RATING: 4/5
The suggested title doesn’t just imply for the sake of it, it does it really mean business. Make no mistake, VERY BAD THINGS is a vicious black comedy and definitely not for the squeamish: The film begins the groom-to-be Kyle (Jon Favreau), a regular Joe ripe to be led astray; his fiancee is beautiful Laura (Cameron Diaz), whose perfect wedding-in-the-making is the heart of everything. Kyle’s party-going friends are motormouthed Boyd (Christian Slater), quiet Moore (Leland Orser), brothers Adam (Daniel Stern) and Michael (Jeremy Piven). Before Kyle’s wedding starts, they all planned for a bachelor party and heading down to Las Vegas to have fun: drugs, liquor and sort of those stuff. But everything turns ugly when one of the friends who screw a stripper named Tina (Carla Scott) in the bathroom accidentally causing her death when she is being shoved during their intense lovemaking process against the wall filled with hook. They know it’s a sign of bad thing and no one wants to held responsible. But not before Boyd has an idea and persuades them all to hide the body of the dead stripper and pretend the whole thing never happened. That’s what everybody thinks, and it gets worse after.

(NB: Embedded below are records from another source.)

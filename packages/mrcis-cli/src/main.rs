//! `mrcis` binary (§6 CLI surface): `serve`, `init`, `status`, `reindex`.
//! Exit codes: 0 success, 1 runtime failure, 2 configuration error.

mod config_loader;
mod logging;

use std::path::PathBuf;
use std::process::ExitCode;
use std::sync::Arc;

use clap::{Parser, Subcommand, ValueEnum};

use mrcis_core::config::Transport;
use mrcis_core::embedding::OpenAiEmbeddingClient;
use mrcis_orchestration::MrcisService;

#[derive(Parser)]
#[command(name = "mrcis", about = "Multi-repository code intelligence service")]
struct Cli {
    #[command(subcommand)]
    command: Commands,
}

#[derive(Clone, Copy, ValueEnum)]
enum TransportArg {
    Stdio,
    Sse,
}

#[derive(Subcommand)]
enum Commands {
    /// Start runtime then serve.
    Serve {
        #[arg(long, value_name = "FILE")]
        config: Option<PathBuf>,
        #[arg(long, value_enum)]
        transport: Option<TransportArg>,
    },
    /// Create schema, validate repository paths.
    Init {
        #[arg(long, value_name = "FILE")]
        config: Option<PathBuf>,
    },
    /// Print repository status.
    Status {
        #[arg(long, value_name = "FILE")]
        config: Option<PathBuf>,
        #[arg(long)]
        repository: Option<String>,
    },
    /// Mark files pending; enqueue.
    Reindex {
        repository: String,
        #[arg(long, value_name = "FILE")]
        config: Option<PathBuf>,
        #[arg(long)]
        force: bool,
    },
}

fn main() -> ExitCode {
    let cli = Cli::parse();
    let result = match cli.command {
        Commands::Serve { config, transport } => run_serve(config, transport),
        Commands::Init { config } => run_init(config),
        Commands::Status { config, repository } => run_status(config, repository),
        Commands::Reindex { repository, config, force } => run_reindex(repository, config, force),
    };

    match result {
        Ok(()) => ExitCode::SUCCESS,
        Err(e) => {
            eprintln!("error: {e:#}");
            if e.downcast_ref::<mrcis_core::CoreError>().map(|e| matches!(e.kind, mrcis_core::ErrorKind::Config)).unwrap_or(false) {
                ExitCode::from(2)
            } else {
                ExitCode::FAILURE
            }
        }
    }
}

fn load_config(config_path: Option<PathBuf>) -> anyhow::Result<mrcis_core::config::Config> {
    config_loader::load(config_path.as_deref())
}

fn tokio_runtime() -> anyhow::Result<tokio::runtime::Runtime> {
    Ok(tokio::runtime::Builder::new_multi_thread().enable_all().build()?)
}

fn run_serve(config_path: Option<PathBuf>, transport_arg: Option<TransportArg>) -> anyhow::Result<()> {
    let mut config = load_config(config_path)?;
    if let Some(arg) = transport_arg {
        config.server.transport = match arg {
            TransportArg::Stdio => Transport::Stdio,
            TransportArg::Sse => Transport::Sse,
        };
    }
    let _guard = logging::init(&config.logging);

    let runtime = tokio_runtime()?;
    runtime.block_on(async move {
        let embedder = Arc::new(OpenAiEmbeddingClient::new(config.embedding.clone())?);
        let worker_count = num_cpus::get().clamp(1, 4);
        let resolution_interval = std::time::Duration::from_secs(config.indexing.resolution_interval_seconds);
        let shutdown_timeout = std::time::Duration::from_secs(config.server.shutdown_timeout_seconds);

        let service = MrcisService::open(&config, embedder)?;
        service.start(worker_count, resolution_interval, config.indexing.watch_debounce_ms).await;

        tracing::info!("mrcis service started, awaiting shutdown signal");
        tokio::signal::ctrl_c().await.ok();
        tracing::info!("shutdown signal received");

        service.stop(shutdown_timeout).await;
        Ok::<(), anyhow::Error>(())
    })
}

fn run_init(config_path: Option<PathBuf>) -> anyhow::Result<()> {
    let config = load_config(config_path)?;

    let data_dir = PathBuf::from(&config.storage.data_directory);
    std::fs::create_dir_all(&data_dir)?;
    let state_path = data_dir.join(&config.storage.state_db_name);
    let vector_path = data_dir.join(format!("{}.db", config.storage.vector_table_name));

    let state = mrcis_storage::StateStore::open(state_path.to_string_lossy().as_ref())?;
    let _vectors = mrcis_storage::VectorStore::open(vector_path.to_string_lossy().as_ref(), config.embedding.dimensions)?;
    let report = state.recover()?;

    let repo_roots = Arc::new(dashmap::DashMap::new());
    let reconciler = mrcis_orchestration::ConfigReconciler::new(Arc::new(state));
    let reconcile = reconciler.reconcile(&config.repositories, &repo_roots)?;

    println!(
        "initialized {} (requeued {} in-flight files, enqueued {} pending); repositories added={} unchanged={} orphaned={}",
        data_dir.display(),
        report.requeued_processing,
        report.enqueued_pending,
        reconcile.added.len(),
        reconcile.unchanged.len(),
        reconcile.removed.len(),
    );
    Ok(())
}

fn run_status(config_path: Option<PathBuf>, repository: Option<String>) -> anyhow::Result<()> {
    let config = load_config(config_path)?;
    let data_dir = PathBuf::from(&config.storage.data_directory);
    let state_path = data_dir.join(&config.storage.state_db_name);
    let state = mrcis_storage::StateStore::open(state_path.to_string_lossy().as_ref())?;

    let repos = match &repository {
        Some(name) => state.get_repository_by_name(name)?.into_iter().collect::<Vec<_>>(),
        None => state.list_repositories()?,
    };

    if repos.is_empty() {
        println!("no matching repositories");
        return Ok(());
    }

    for repo in repos {
        let pending = state.count_pending_files(&repo.id)?;
        let failed = state.count_failed_files(&repo.id)?;
        let indexed = state.count_indexed_files(&repo.id)?;
        println!(
            "{} [{:?}] files: indexed={indexed} pending_files={pending} failed_files={failed} entities={} relations={}",
            repo.name, repo.status, repo.counts.entities, repo.counts.relations
        );
        if let Some(err) = &repo.error_message {
            println!("  last error: {err}");
        }
    }
    Ok(())
}

fn run_reindex(repository: String, config_path: Option<PathBuf>, force: bool) -> anyhow::Result<()> {
    let config = load_config(config_path)?;
    let data_dir = PathBuf::from(&config.storage.data_directory);
    let state_path = data_dir.join(&config.storage.state_db_name);
    let state = mrcis_storage::StateStore::open(state_path.to_string_lossy().as_ref())?;

    let Some(repo) = state.get_repository_by_name(&repository)? else {
        anyhow::bail!("unknown repository: {repository}");
    };

    if force {
        let marked = state.mark_repository_files_pending(&repo.id, true)?;
        println!("marked {marked} files pending");
    }
    let enqueued = state.enqueue_pending_files(&repo.id)?;
    println!("enqueued {enqueued} files for repository {repository}");
    Ok(())
}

Actor turned writer-director Peter Berg (of TV’s Chicago Hope) makes his directing debut in VERY BAD THINGS with a genre know-how. While he obtains all the usual expectation of today’s black comedy come to expect, he let his movie uncompromisingly brutal. Nevertheless, the film is ultimately fetish and cruel; the characters played here gets as violent as possible and Berg also filling up the film’s worst-possible-case scenario so greased-up you can tell he really means it.
The actors, especially Christian Slater and Cameron Diaz turns out credible in both fiendish performances.
And the brutal lovemaking scene in the bathroom easily cited as one of the most daring set pieces of such ever seen in recent memory.
It’s hard to find such vicious movie like VERY BAD THINGS this wickedly fun. Stray for this one out.